Denazification in Soviet-Occupied Germany:
Brandenburg 1945-1948

Timothy R. Vogt, Denazification in Soviet-Occupied Germany: Brandenburg 1945-1948. Cambridge, MA: Harvard University Press, 2000. 336 pp. $52.50.

Timothy Vogt's book on denazification in the Soviet Occupation Zone of Germany (SBZ) focuses on the process of determining who was a "nominal" Nazi and thus freed of responsibility for his or her past and who was punishable for Nazi activism. Using a large sample of records from representative denazification commissions in the province of Brandenburg, Vogt explores how the Soviet and German authorities in the east vetted local Nazis and reviewed their petitions for clemency. At the same time, this is not a genuine local history of denazification, one that would reconstruct the meaning of these campaigns for individuals and families in concrete towns and communities, whether in Brandenburg or elsewhere. Moreover, Vogt does not use Russian-language archives or published documents; as a result, the book can reveal little about the Soviet authorities' intentions, expectations, or policy decisions. Vogt is also not particularly interested in broad questions of the denazification of German culture or the politics of denazification as they relate to the development of party struggles or social organizations in the zone. In short, despite the title of the book, Vogt has not produced a definitive history of denazification in the SBZ. It is, instead, a study with limited goals based on highly focused archival research.

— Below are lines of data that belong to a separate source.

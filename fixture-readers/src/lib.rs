//! Fixture file formats
//!
//! This crate provides producers that read fixture files into the
//! [`fixture_core`] event pipeline and a writer that stores any dataset back
//! to disk.

#![warn(missing_docs)]

mod error;
mod factory;

#[cfg(feature = "csv")]
pub mod csv;

#[cfg(feature = "json")]
pub mod json;

pub mod common;

pub use common::FileFormat;
pub use error::{Error, Result};
pub use factory::{load_dataset, producer_for_path};

// Re-export core types
pub use fixture_core::{
    DataSet, DataSetConsumer, DataSetProducer, FixtureConfig,
    error::Result as CoreResult
};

The advantages of Vogt's strategy are as notable as its limits. The reader learns a great deal about the National Socialist German Workers' Party (NSDAP) and the way it attracted Germans to its ranks. With regard to the postwar period, the book analyzes interesting information about "average" Germans in the east—workers, shopkeepers, professionals—and how they thought about their involvement and that of their friends and neighbors in the Nazi party and its related organizations. In addition to exploring the mentality of former party members through their petitions, appeals, [End Page 140] and interrogations by local commission members, the book makes an important contribution to our understanding of how local politics, justice, and administration functioned in the Soviet zone. Despite pressure from provincial authorities (who in turn were pressured from the center), the local denazification commissions in Brandenburg tended to judge individual cases on their own merits. Clearly politics played a role, but not an overwhelming one. Instead, local issues made a huge difference—who denounced whom and who testified on behalf of whom; the concrete circumstances under which an individual joined the party; the behavior of party members; and the reaction of petitioners to the end of the war, the occupation of the Soviet army, and, most critically, the task of rebuilding.

In Vogt's treatment, the Soviet Military Administration and the leadership of the Socialist Unity Party of Germany (SED) seem very far away from the functioning of the local commissions. The provincial authorities carried out periodic inspections, and some of the SBZ leaders were annoyed that denazification moved at such a slow pace and had such a relatively innocuous effect. But the higher authorities could not force the commissions to abandon their generally sympathetic approach to the situation of "nominal" party members, people who by force of circumstance and pragmatism had joined the NSDAP, the Hitlerjugend, and related organizations. If, as Vogt suggests, the local commissions in Brandenburg were typical of the entire zone, the process of denazification was far less politicized and much more fair-minded than the earlier historiography has led us to believe. Vogt provides some data to back up this argument. From a sample of 2,740 cases he finds that there was no particular bias against certain professions versus others. To be sure, the critical need for physicians in postwar eastern Germany meant that their cases were handled more favorably than those of other professions. Still, middle-class shopkeepers and workers were treated largely the same by the commissions. Of course, it helped to be a...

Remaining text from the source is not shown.